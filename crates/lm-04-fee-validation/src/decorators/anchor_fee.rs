//! Pricing and guard checks for anchor transactions.
//!
//! Runs before any fee is taken:
//!
//! 1. Pass through when the tx carries no anchor messages.
//! 2. Mempool only: the declared fee must equal the schedule exactly.
//! 3. Spendable plus locked funds of the fee payer must cover the fee.
//! 4. Every anchor message must be owned by the fee payer.
//! 5. Storage purchases, summed per chain, must fit under the max limit.

use std::collections::BTreeMap;

use lm_01_escrow_ledger::EscrowApi;
use lm_03_anchor_storage::{AnchorParams, AnchorQuery};
use primitive_types::U256;
use shared_types::{Address, BankKeeper, Coin, Context, Msg, Tx};
use tracing::debug;

use crate::chain::AnteDecorator;
use crate::errors::AnteError;

/// Sum of the scheduled fees of every anchor message in `msgs`.
pub fn expected_anchor_fee(params: &AnchorParams, msgs: &[Msg]) -> Coin {
    let amount = msgs.iter().fold(U256::zero(), |acc, msg| {
        let fee = match msg {
            Msg::RegisterChain(_) => params.register_fee().amount,
            Msg::RecordChainBlock(_) => params.record_fee().amount,
            Msg::PurchaseChainStorage(m) => params.purchase_fee(m.number).amount,
            _ => U256::zero(),
        };
        acc.saturating_add(fee)
    });
    Coin::new(params.denom.clone(), amount)
}

pub struct CorrectAnchorFeeDecorator<'k> {
    bank: &'k dyn BankKeeper,
    escrow: &'k dyn EscrowApi,
    anchor: &'k dyn AnchorQuery,
}

impl<'k> CorrectAnchorFeeDecorator<'k> {
    pub fn new(bank: &'k dyn BankKeeper, escrow: &'k dyn EscrowApi, anchor: &'k dyn AnchorQuery) -> Self {
        Self { bank, escrow, anchor }
    }

    fn check_fee_amount(&self, tx: &Tx) -> Result<(), AnteError> {
        let params = self.anchor.anchor_params();
        if let Some(wrong) = tx.fee.iter().find(|c| c.denom != params.denom) {
            return Err(AnteError::IncorrectFeeDenomination {
                expected: params.denom.clone(),
                got: wrong.denom.clone(),
            });
        }

        let expected = expected_anchor_fee(params, &tx.msgs);
        let got = Coin::new(params.denom.clone(), tx.fee.amount_of(&params.denom));
        if got.amount < expected.amount {
            return Err(AnteError::InsufficientFee { expected, got });
        }
        if got.amount > expected.amount {
            return Err(AnteError::TooMuchFee { expected, got });
        }
        debug!("[ante] anchor fee {} matches schedule", got);
        Ok(())
    }

    fn check_solvency(&self, ctx: &Context<'_>, payer: &Address, tx: &Tx) -> Result<(), AnteError> {
        let locked = self.escrow.locked_amount(ctx, payer)?;
        let spendable = self.bank.spendable_coins(ctx, payer)?;
        let available = spendable
            .add_coin(&locked)
            .map_err(|e| AnteError::Bank(e.into()))?;
        if !available.covers(&tx.fee) {
            return Err(AnteError::InsufficientFunds {
                payer: *payer,
                available,
                required: tx.fee.clone(),
            });
        }
        Ok(())
    }

    fn check_ownership(payer: &Address, tx: &Tx) -> Result<(), AnteError> {
        for msg in tx.msgs.iter().filter(|m| m.is_anchor()) {
            let owner = msg.signer();
            if &owner != payer {
                return Err(AnteError::FeePayerNotOwner {
                    payer: *payer,
                    owner,
                });
            }
        }
        Ok(())
    }

    fn check_capacity(&self, ctx: &Context<'_>, tx: &Tx) -> Result<(), AnteError> {
        let mut requested: BTreeMap<u64, u64> = BTreeMap::new();
        for msg in &tx.msgs {
            if let Msg::PurchaseChainStorage(m) = msg {
                let total = requested.entry(m.chain_id).or_default();
                *total = total.saturating_add(m.number);
            }
        }
        for (chain_id, requested) in requested {
            let max_purchasable = self.anchor.max_purchasable_slots(ctx, chain_id)?;
            if requested > max_purchasable {
                return Err(AnteError::ExceedsMaxStorage {
                    chain_id,
                    requested,
                    max_purchasable,
                });
            }
        }
        Ok(())
    }
}

impl AnteDecorator for CorrectAnchorFeeDecorator<'_> {
    fn name(&self) -> &'static str {
        "correct_anchor_fee"
    }

    fn ante_handle(&self, ctx: &mut Context<'_>, tx: &Tx, simulate: bool) -> Result<(), AnteError> {
        if !tx.has_anchor_msgs() {
            return Ok(());
        }
        if ctx.is_check_tx() && !simulate {
            self.check_fee_amount(tx)?;
        }
        let payer = tx.fee_payer();
        self.check_solvency(ctx, &payer, tx)?;
        Self::check_ownership(&payer, tx)?;
        self.check_capacity(ctx, tx)
    }
}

▶ _Exercise brief_
For each line above that contains the word "locked", make a copy.

▶ _Problem solution_
//! 3. Spendable plus locked funds of the fee payer must cover the fee.
        let locked = self.escrow.locked_amount(ctx, payer)?;
            .add_coin(&locked)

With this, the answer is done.